─── Records for the exercise
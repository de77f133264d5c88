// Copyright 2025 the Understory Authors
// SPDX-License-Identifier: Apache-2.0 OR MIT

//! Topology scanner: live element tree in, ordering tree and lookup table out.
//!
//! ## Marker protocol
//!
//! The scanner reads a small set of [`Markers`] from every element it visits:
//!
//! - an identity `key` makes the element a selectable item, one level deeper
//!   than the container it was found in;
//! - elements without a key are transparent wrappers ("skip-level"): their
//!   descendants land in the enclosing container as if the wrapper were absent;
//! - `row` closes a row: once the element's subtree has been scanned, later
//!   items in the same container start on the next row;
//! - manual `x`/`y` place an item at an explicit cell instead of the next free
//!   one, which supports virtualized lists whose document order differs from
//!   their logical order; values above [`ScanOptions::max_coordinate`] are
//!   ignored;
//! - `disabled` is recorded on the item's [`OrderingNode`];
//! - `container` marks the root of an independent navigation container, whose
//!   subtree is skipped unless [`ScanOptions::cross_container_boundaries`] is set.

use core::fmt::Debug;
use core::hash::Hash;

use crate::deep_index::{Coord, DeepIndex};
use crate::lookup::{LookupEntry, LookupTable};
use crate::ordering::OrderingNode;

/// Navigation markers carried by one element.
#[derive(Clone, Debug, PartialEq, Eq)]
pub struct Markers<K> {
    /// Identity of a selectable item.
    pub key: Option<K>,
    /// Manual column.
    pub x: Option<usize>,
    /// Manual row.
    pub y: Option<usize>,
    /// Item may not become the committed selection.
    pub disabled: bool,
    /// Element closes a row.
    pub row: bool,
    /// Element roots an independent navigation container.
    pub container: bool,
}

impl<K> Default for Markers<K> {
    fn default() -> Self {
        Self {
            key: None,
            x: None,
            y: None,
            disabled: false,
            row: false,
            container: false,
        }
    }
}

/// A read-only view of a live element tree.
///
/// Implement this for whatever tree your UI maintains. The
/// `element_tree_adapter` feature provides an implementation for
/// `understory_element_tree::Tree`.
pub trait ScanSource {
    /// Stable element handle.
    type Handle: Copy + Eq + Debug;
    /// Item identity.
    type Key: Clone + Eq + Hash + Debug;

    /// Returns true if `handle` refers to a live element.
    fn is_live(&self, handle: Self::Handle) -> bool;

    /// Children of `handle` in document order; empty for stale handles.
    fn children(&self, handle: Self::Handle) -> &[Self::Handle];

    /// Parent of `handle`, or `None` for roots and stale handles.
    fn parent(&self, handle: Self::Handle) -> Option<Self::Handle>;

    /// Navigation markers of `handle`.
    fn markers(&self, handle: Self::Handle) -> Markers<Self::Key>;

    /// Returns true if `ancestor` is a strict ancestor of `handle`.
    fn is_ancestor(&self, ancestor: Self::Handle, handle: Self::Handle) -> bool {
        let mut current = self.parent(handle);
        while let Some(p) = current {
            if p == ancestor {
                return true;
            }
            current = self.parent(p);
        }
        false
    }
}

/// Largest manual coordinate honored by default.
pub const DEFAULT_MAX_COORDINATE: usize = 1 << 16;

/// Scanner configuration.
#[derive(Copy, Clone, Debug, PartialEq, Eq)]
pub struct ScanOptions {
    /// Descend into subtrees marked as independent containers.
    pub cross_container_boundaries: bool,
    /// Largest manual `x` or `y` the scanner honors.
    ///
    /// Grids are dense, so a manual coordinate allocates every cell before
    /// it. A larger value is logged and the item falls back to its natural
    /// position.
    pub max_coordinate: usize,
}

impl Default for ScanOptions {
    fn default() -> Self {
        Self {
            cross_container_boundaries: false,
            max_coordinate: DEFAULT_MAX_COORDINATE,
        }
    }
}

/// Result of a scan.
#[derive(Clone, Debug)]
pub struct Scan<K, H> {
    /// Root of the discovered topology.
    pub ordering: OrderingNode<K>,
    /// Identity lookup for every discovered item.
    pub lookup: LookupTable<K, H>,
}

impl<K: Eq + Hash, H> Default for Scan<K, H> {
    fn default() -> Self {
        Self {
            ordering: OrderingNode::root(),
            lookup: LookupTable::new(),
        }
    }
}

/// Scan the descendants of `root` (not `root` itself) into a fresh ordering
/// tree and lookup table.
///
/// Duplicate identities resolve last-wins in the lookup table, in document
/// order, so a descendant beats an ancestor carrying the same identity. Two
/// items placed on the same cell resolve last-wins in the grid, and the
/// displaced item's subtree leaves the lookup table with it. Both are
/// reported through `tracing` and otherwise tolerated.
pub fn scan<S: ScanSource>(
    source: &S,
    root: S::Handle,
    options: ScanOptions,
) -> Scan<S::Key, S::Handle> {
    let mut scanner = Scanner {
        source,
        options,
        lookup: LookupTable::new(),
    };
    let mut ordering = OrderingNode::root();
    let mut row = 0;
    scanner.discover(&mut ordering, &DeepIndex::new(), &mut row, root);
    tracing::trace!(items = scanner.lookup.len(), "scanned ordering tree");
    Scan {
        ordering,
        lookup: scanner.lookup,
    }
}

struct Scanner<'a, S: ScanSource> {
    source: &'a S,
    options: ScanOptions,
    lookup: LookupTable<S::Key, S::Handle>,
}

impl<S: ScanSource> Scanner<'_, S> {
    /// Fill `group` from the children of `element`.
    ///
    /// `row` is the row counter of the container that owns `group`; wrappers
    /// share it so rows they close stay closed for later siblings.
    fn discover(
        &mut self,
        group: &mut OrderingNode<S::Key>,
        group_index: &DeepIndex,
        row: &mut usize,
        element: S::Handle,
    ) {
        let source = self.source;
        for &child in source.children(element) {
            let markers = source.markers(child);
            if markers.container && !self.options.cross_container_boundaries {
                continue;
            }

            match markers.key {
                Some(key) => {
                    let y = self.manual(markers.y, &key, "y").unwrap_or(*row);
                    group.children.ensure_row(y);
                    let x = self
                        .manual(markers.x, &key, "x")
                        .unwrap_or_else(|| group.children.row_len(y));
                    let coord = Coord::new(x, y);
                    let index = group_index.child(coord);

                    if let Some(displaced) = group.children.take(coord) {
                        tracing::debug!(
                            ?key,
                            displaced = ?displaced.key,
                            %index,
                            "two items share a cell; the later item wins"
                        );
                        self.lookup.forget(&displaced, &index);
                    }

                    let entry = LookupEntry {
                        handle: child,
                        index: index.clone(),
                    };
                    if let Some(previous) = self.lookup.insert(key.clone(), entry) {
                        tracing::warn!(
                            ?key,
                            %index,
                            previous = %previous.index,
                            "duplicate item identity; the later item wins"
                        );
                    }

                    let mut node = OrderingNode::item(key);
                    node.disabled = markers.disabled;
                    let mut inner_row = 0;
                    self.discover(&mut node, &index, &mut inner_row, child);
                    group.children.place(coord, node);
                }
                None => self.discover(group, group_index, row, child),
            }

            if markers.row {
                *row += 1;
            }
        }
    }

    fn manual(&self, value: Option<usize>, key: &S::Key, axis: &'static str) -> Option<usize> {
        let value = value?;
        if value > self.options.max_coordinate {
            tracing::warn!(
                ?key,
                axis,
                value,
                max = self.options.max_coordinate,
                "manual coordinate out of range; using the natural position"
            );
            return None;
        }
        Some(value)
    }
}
──────
─── Records for the exercise
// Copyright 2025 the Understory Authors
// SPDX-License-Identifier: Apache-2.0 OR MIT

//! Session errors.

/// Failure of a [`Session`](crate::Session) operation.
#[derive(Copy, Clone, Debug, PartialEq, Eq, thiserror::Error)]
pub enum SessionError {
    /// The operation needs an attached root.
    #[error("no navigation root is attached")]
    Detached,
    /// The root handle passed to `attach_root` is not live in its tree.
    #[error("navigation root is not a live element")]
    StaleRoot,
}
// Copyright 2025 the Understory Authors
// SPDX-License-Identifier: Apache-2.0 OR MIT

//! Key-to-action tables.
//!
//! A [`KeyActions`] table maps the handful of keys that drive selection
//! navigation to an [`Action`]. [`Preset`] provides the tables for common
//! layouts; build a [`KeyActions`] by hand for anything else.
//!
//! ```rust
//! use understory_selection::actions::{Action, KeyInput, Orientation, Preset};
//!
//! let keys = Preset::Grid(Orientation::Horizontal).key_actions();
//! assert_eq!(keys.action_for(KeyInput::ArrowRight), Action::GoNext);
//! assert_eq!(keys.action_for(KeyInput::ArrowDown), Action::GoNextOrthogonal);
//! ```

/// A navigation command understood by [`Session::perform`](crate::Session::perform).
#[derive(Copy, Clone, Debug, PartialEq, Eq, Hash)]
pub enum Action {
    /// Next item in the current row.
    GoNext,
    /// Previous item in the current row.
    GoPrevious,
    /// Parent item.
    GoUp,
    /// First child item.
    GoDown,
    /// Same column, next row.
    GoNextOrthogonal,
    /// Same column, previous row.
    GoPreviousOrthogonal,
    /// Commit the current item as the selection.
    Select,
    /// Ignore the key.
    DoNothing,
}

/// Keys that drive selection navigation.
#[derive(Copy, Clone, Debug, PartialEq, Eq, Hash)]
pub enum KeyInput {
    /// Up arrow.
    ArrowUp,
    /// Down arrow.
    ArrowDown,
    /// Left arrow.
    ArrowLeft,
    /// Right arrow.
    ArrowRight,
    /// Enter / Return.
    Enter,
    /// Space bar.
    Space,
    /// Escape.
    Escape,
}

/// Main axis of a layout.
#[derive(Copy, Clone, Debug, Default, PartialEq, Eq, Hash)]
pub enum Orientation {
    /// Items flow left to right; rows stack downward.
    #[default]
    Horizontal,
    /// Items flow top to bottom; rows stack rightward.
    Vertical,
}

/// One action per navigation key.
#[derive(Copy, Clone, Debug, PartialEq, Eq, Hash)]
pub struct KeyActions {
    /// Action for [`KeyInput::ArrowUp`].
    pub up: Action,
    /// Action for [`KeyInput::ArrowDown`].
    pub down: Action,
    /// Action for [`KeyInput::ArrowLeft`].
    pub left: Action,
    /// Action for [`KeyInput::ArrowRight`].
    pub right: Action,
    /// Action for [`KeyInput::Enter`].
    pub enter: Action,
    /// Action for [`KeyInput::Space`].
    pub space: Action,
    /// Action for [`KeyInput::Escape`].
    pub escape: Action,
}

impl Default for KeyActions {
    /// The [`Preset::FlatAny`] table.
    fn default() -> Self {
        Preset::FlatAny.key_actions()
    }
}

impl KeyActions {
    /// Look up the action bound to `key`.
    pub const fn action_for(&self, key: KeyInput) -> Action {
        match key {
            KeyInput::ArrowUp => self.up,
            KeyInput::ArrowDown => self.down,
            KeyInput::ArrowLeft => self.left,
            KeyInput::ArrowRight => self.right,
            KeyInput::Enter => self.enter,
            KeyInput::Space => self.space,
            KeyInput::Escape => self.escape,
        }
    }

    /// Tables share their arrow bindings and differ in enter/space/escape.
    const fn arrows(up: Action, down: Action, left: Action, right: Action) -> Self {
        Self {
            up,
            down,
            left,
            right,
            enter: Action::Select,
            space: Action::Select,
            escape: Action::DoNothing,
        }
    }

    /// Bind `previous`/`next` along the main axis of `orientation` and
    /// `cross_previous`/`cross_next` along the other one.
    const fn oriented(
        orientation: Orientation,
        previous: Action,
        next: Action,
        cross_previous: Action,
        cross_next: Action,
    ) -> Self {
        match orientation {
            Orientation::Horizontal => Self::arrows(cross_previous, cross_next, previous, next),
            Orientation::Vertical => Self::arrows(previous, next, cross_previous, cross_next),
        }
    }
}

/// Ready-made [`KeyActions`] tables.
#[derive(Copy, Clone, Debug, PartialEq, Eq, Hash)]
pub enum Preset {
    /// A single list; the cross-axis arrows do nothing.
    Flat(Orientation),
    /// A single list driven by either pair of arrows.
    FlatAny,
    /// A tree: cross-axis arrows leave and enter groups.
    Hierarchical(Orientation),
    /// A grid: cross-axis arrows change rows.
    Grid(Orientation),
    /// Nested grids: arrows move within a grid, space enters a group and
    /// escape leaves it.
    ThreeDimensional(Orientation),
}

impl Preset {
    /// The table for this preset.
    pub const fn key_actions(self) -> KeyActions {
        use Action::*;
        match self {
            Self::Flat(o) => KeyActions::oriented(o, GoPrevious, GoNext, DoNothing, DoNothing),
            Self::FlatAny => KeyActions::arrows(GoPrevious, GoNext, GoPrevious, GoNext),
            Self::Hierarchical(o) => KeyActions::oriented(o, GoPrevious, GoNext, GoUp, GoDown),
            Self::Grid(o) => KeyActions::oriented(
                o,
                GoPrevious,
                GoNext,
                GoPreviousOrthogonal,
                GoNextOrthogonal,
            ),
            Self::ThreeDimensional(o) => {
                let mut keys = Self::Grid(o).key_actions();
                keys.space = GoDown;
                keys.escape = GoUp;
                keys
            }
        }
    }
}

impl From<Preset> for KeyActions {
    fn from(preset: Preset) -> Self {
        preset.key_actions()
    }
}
──────
* [What this task involves] Copy out every line in the entries above that holds "provides".

* [Exercise solution]
/// `element_tree_adapter` feature provides an implementation for
//! navigation to an [`Action`]. [`Preset`] provides the tables for common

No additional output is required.